Maze coral (Porites astreoides) is a species of coral found in the Caribbean Sea. It gets its name from its maze-like appearance, with numerous small corallites interconnected by thin walls of living tissue. Maze coral is a slow-growing species, typically only increasing in size by about 1 cm per year.

However, it can reach up to 2 m in diameter and live for over 100 years. This coral is found at depths of 3–30 m, on both rocky and sandy substrates. Maze coral is an important species for the Caribbean reef ecosystem.

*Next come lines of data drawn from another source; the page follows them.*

//! Request Router
//!
//! Classifies intercepted requests by URL shape and picks the caching policy.
//! Rules are evaluated in order and the first match wins:
//!
//! 1. other origin → not intercepted
//! 2. `.css` / `.js` / `.json` → cache-first
//! 3. `.html` or `/` → network-first
//! 4. `.png` / `.jpg` / `.jpeg` / `.webp` / `.gif` / `.svg` / `.ico` → stale-while-revalidate
//! 5. anything else → network only

use std::fmt;

use serde::Serialize;
use url::{Origin, Url};

const STATIC_EXTENSIONS: &[&str] = &[".css", ".js", ".json"];
const IMAGE_EXTENSIONS: &[&str] = &[".png", ".jpg", ".jpeg", ".webp", ".gif", ".svg", ".ico"];

// == Request Class ==
#[derive(Debug, Clone, Copy, PartialEq, Eq, Hash, Serialize)]
#[serde(rename_all = "kebab-case")]
pub enum RequestClass {
    StaticAsset,
    HtmlPage,
    Image,
    Other,
}

impl RequestClass {
    /// Classifies a URL path. Total: every path gets exactly one class.
    pub fn of_path(path: &str) -> Self {
        if STATIC_EXTENSIONS.iter().any(|ext| path.ends_with(ext)) {
            RequestClass::StaticAsset
        } else if is_html_page(path) {
            RequestClass::HtmlPage
        } else if IMAGE_EXTENSIONS.iter().any(|ext| path.ends_with(ext)) {
            RequestClass::Image
        } else {
            RequestClass::Other
        }
    }

    pub fn policy(self) -> Policy {
        match self {
            RequestClass::StaticAsset => Policy::CacheFirst,
            RequestClass::HtmlPage => Policy::NetworkFirst,
            RequestClass::Image => Policy::StaleWhileRevalidate,
            RequestClass::Other => Policy::NetworkOnly,
        }
    }
}

/// `.html` paths and the site root.
pub fn is_html_page(path: &str) -> bool {
    path.ends_with(".html") || path == "/"
}

// == Policy ==
#[derive(Debug, Clone, Copy, PartialEq, Eq, Hash, Serialize)]
#[serde(rename_all = "kebab-case")]
pub enum Policy {
    CacheFirst,
    NetworkFirst,
    StaleWhileRevalidate,
    /// Forward to the network, never read or write the cache
    NetworkOnly,
}

impl fmt::Display for Policy {
    fn fmt(&self, f: &mut fmt::Formatter<'_>) -> fmt::Result {
        let name = match self {
            Policy::CacheFirst => "cache-first",
            Policy::NetworkFirst => "network-first",
            Policy::StaleWhileRevalidate => "stale-while-revalidate",
            Policy::NetworkOnly => "network-only",
        };
        f.write_str(name)
    }
}

// == Route ==
/// Outcome of routing one request.
#[derive(Debug, Clone, Copy, PartialEq, Eq)]
pub enum Route {
    /// Cross-origin: left to the host's default handling.
    Bypass,
    Handle(RequestClass, Policy),
}

// == Request Router ==
#[derive(Debug, Clone)]
pub struct RequestRouter {
    origin: Origin,
}

impl RequestRouter {
    pub fn new(origin: &Url) -> Self {
        Self {
            origin: origin.origin(),
        }
    }

    pub fn route(&self, url: &Url) -> Route {
        if url.origin() != self.origin {
            return Route::Bypass;
        }
        let class = RequestClass::of_path(url.path());
        Route::Handle(class, class.policy())
    }
}

#[cfg(test)]
mod tests {
    use super::*;
    use proptest::prelude::*;

    fn router() -> RequestRouter {
        RequestRouter::new(&Url::parse("https://tingyuun.example").unwrap())
    }

    fn route(url: &str) -> Route {
        router().route(&Url::parse(url).unwrap())
    }

    #[test]
    fn test_static_assets_are_cache_first() {
        for path in ["/css/common.css", "/js/common.js", "/manifest.json"] {
            assert_eq!(RequestClass::of_path(path), RequestClass::StaticAsset, "{}", path);
        }
        assert_eq!(
            route("https://tingyuun.example/js/common.js"),
            Route::Handle(RequestClass::StaticAsset, Policy::CacheFirst)
        );
    }

    #[test]
    fn test_html_pages_are_network_first() {
        for path in ["/", "/index.html", "/about.html", "/404.html"] {
            assert_eq!(RequestClass::of_path(path), RequestClass::HtmlPage, "{}", path);
        }
        assert_eq!(
            route("https://tingyuun.example/"),
            Route::Handle(RequestClass::HtmlPage, Policy::NetworkFirst)
        );
    }

    #[test]
    fn test_images_are_stale_while_revalidate() {
        for path in [
            "/images/favicon.png",
            "/a.jpg",
            "/a.jpeg",
            "/images/profiles/1.webp",
            "/a.gif",
            "/logo.svg",
            "/favicon.ico",
        ] {
            assert_eq!(RequestClass::of_path(path), RequestClass::Image, "{}", path);
        }
        assert_eq!(
            route("https://tingyuun.example/images/icon-192.png"),
            Route::Handle(RequestClass::Image, Policy::StaleWhileRevalidate)
        );
    }

    #[test]
    fn test_other_paths_pass_through() {
        for path in ["/api/data", "/docs/", "/font.woff2", "/about", "/a.PNG", "/file.htm"] {
            assert_eq!(RequestClass::of_path(path), RequestClass::Other, "{}", path);
        }
        assert_eq!(
            route("https://tingyuun.example/feed.xml"),
            Route::Handle(RequestClass::Other, Policy::NetworkOnly)
        );
    }

    #[test]
    fn test_query_does_not_affect_classification() {
        assert_eq!(
            route("https://tingyuun.example/css/common.css?v=3"),
            Route::Handle(RequestClass::StaticAsset, Policy::CacheFirst)
        );
    }

    #[test]
    fn test_cross_origin_is_bypassed() {
        assert_eq!(route("https://other.example/x.js"), Route::Bypass);
        assert_eq!(route("http://tingyuun.example/index.html"), Route::Bypass);
        assert_eq!(route("https://tingyuun.example:8443/index.html"), Route::Bypass);
    }

    #[test]
    fn test_policy_display() {
        assert_eq!(Policy::StaleWhileRevalidate.to_string(), "stale-while-revalidate");
        assert_eq!(Policy::NetworkOnly.to_string(), "network-only");
    }

    proptest! {
        // Every path maps to exactly one class, and that class agrees with
        // whichever extension rule matches first.
        #[test]
        fn prop_classification_is_total_and_first_match(
            stem in "/[a-z0-9/_-]{0,24}",
            ext in prop::sample::select(vec![
                "", ".css", ".js", ".json", ".html", ".png", ".jpg", ".jpeg",
                ".webp", ".gif", ".svg", ".ico", ".txt", ".woff2",
            ]),
        ) {
            let path = format!("{}{}", stem, ext);
            let class = RequestClass::of_path(&path);

            let expected = if STATIC_EXTENSIONS.iter().any(|e| path.ends_with(e)) {
                RequestClass::StaticAsset
            } else if path.ends_with(".html") || path == "/" {
                RequestClass::HtmlPage
            } else if IMAGE_EXTENSIONS.iter().any(|e| path.ends_with(e)) {
                RequestClass::Image
            } else {
                RequestClass::Other
            };
            prop_assert_eq!(class, expected);
        }

        #[test]
        fn prop_foreign_origins_never_handled(host in "[a-z]{1,12}", path in "/[a-z0-9./]{0,20}") {
            prop_assume!(host != "tingyuun");
            let url = Url::parse(&format!("https://{}.example{}", host, path)).unwrap();
            prop_assert_eq!(router().route(&url), Route::Bypass);
        }
    }
}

It provides habitat for many other organisms, including fish, crabs, and shrimp. Additionally, this coral helps to protect the shoreline from erosion and storm damage. Maze coral can be threatened by pollution, sedimentation, climate change, and disease.

Eusmilia Fastigiata

Eusmilia fastigiata is a species of coral in the family Merulinidae. It is native to the western Atlantic Ocean and Caribbean Sea, where it occurs on reefs at depths of 3–30 m (9.8–98.4 ft). The coral grows in cylindrical or columnar colonies that may be up to 1 m (3.3 ft) tall and 20 cm (7.9 in) in diameter.

The corallites are monomorphic, meaning that they all have the same shape and size, and are arranged in irregular rows on the colony surface. Each corallite has 10-14 septa, which are thin plates of calcium carbonate that divide the interior of the corallite into compartments called locules. The exoskeleton of E. fastigiata is covered with small spines known as cinclides, which serve to protect the coral from predators and reduce fouling by microorganisms and sediment particles.

The species is azooxanthellate, meaning it does not contain symbiotic algae known as zooxanthellae within its tissues; it gets its nutrients through filter feeding.

Elliptical Coral

Elliptical coral, also known as oval coral, is a type of coral with an elliptical or oval shape. It is found in the Indo-Pacific region and is a common species of coral in the Great Barrier Reef. Elliptical coral grows to a maximum diameter of about 30 cm (12 in).

The ellipse-shaped corals are found in various colors, including white, pink, blue, and purple.


Elliptical Star Coral is a beautiful and unique coral that can be found in the waters around Hawaii. This coral is known for its elliptical shape and stunning star-like patterns. This coral is a great addition to any saltwater aquarium and will provide your fish with plenty of hiding places and places to explore.